Data for this exercise →
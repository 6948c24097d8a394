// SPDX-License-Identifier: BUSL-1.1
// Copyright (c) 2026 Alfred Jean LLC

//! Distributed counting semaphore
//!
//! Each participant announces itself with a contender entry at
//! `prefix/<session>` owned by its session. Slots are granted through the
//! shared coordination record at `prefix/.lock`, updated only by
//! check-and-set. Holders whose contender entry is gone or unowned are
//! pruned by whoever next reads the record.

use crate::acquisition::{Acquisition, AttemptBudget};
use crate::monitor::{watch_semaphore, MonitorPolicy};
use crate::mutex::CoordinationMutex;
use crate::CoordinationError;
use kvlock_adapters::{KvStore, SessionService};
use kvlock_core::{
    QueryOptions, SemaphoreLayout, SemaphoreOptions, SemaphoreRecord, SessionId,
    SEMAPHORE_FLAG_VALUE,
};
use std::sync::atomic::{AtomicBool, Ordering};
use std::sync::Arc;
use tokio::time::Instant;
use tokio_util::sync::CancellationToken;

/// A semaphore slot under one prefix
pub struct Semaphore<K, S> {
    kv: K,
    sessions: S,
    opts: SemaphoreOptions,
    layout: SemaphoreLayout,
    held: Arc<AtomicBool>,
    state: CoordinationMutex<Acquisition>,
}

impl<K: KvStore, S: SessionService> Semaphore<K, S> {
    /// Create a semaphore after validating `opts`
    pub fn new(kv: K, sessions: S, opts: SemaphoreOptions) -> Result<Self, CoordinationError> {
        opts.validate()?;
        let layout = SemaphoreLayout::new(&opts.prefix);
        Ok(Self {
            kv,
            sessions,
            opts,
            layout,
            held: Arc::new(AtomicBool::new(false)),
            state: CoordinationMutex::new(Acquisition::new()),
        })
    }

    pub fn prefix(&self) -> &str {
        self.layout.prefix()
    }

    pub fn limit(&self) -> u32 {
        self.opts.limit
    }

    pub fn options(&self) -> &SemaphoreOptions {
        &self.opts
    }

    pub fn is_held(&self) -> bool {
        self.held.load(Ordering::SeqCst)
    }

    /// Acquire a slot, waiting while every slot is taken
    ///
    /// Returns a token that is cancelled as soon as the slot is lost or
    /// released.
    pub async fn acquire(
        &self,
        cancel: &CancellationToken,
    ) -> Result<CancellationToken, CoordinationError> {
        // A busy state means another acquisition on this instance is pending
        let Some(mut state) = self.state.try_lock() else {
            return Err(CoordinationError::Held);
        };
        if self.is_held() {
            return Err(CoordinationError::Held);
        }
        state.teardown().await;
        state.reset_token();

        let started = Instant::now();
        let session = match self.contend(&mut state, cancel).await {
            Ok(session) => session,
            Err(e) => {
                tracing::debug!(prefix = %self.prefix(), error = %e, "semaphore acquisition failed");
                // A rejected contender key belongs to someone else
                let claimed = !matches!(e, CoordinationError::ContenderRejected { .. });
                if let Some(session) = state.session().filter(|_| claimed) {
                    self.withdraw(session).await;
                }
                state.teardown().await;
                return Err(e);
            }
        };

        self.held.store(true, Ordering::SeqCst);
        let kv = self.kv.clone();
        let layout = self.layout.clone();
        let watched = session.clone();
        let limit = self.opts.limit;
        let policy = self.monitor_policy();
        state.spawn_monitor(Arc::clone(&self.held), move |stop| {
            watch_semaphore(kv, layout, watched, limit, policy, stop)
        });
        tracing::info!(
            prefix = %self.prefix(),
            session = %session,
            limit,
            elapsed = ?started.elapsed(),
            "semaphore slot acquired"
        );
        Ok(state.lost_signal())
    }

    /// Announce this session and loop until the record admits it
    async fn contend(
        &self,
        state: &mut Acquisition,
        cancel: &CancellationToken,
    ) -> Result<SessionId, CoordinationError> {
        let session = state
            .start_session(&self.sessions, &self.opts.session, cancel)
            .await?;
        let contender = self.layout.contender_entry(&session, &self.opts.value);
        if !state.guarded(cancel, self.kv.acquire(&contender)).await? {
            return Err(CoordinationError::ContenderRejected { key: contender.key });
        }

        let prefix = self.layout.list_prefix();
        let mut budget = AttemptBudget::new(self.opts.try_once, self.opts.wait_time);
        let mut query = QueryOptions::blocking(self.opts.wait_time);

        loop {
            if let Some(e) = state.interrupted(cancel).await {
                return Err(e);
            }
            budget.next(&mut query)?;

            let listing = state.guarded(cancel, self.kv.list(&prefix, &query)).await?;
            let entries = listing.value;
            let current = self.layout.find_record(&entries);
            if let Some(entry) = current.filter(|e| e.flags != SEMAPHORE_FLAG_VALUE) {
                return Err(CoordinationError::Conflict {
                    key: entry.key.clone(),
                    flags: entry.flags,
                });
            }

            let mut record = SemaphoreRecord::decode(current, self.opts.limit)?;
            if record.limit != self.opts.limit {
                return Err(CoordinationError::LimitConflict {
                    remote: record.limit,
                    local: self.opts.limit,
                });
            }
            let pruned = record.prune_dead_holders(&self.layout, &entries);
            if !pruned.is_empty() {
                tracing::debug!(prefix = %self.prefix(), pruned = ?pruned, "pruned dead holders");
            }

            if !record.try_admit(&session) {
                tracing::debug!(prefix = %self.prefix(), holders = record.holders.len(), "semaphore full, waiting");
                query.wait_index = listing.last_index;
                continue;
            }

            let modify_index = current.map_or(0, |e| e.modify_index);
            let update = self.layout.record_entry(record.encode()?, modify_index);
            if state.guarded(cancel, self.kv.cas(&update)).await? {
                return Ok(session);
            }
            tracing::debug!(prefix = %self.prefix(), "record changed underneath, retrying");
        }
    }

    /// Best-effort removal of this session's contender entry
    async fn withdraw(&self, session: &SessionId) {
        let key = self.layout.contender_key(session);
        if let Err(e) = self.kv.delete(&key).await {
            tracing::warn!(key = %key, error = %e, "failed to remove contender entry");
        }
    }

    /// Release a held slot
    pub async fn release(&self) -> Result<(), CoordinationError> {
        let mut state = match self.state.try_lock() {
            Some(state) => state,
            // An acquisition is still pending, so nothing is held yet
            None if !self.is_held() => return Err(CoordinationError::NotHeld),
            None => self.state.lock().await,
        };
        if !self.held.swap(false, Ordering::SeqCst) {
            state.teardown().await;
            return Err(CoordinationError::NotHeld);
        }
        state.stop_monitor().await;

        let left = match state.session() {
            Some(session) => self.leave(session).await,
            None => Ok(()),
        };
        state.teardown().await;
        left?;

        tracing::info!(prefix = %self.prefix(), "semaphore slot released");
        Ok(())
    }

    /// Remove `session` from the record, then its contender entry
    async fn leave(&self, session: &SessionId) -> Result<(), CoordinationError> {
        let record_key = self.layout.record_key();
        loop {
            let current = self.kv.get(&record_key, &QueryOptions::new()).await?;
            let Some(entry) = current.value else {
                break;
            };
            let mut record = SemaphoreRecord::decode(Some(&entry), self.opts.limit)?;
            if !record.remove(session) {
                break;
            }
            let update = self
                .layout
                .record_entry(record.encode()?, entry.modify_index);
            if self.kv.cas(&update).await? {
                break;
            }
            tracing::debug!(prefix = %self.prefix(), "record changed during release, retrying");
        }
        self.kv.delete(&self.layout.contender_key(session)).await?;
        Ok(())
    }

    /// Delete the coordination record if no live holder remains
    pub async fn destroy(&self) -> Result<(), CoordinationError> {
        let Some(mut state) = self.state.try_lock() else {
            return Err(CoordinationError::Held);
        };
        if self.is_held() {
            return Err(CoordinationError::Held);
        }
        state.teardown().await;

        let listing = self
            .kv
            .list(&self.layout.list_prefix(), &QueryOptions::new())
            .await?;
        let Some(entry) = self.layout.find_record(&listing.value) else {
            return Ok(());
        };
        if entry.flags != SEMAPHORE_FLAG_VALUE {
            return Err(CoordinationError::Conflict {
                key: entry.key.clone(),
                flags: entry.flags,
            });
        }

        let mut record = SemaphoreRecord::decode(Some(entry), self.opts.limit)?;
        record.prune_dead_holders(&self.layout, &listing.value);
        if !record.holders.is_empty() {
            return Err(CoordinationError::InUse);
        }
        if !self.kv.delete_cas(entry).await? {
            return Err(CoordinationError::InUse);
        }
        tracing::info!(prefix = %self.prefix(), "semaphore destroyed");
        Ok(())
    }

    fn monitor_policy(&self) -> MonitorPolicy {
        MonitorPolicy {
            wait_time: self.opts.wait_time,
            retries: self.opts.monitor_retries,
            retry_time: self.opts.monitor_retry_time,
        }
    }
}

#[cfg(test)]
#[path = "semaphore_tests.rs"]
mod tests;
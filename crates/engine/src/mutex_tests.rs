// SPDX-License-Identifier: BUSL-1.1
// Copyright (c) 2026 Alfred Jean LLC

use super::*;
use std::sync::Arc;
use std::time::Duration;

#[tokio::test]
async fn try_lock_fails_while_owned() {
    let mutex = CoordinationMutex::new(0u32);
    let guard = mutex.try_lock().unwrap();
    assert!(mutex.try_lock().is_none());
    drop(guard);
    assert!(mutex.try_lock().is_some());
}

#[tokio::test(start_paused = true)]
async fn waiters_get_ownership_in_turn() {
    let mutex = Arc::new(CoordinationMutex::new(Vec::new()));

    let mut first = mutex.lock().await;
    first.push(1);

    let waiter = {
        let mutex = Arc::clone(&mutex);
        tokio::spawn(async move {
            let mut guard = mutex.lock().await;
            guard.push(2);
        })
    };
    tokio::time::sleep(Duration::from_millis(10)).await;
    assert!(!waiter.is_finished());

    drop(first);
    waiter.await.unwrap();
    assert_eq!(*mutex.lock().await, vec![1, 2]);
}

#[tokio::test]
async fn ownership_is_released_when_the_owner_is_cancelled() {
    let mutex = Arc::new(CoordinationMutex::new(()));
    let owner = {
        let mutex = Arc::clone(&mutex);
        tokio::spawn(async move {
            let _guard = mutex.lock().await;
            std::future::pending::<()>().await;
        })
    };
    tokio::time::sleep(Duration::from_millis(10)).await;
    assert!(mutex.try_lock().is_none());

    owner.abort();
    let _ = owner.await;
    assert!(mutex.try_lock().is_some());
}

Try it →
Taking the listing above as the source, transcribe only the lines starting at the line with "state.spawn_monitor(Arc::clone(&self.held), move |stop|" and going through the line with "state.guarded(cancel, self.kv.list(&prefix, &query)).await?;", unaltered and with both ends included.

Solution below →
        state.spawn_monitor(Arc::clone(&self.held), move |stop| {
            watch_semaphore(kv, layout, watched, limit, policy, stop)
        });
        tracing::info!(
            prefix = %self.prefix(),
            session = %session,
            limit,
            elapsed = ?started.elapsed(),
            "semaphore slot acquired"
        );
        Ok(state.lost_signal())
    }

    /// Announce this session and loop until the record admits it
    async fn contend(
        &self,
        state: &mut Acquisition,
        cancel: &CancellationToken,
    ) -> Result<SessionId, CoordinationError> {
        let session = state
            .start_session(&self.sessions, &self.opts.session, cancel)
            .await?;
        let contender = self.layout.contender_entry(&session, &self.opts.value);
        if !state.guarded(cancel, self.kv.acquire(&contender)).await? {
            return Err(CoordinationError::ContenderRejected { key: contender.key });
        }

        let prefix = self.layout.list_prefix();
        let mut budget = AttemptBudget::new(self.opts.try_once, self.opts.wait_time);
        let mut query = QueryOptions::blocking(self.opts.wait_time);

        loop {
            if let Some(e) = state.interrupted(cancel).await {
                return Err(e);
            }
            budget.next(&mut query)?;

            let listing = state.guarded(cancel, self.kv.list(&prefix, &query)).await?;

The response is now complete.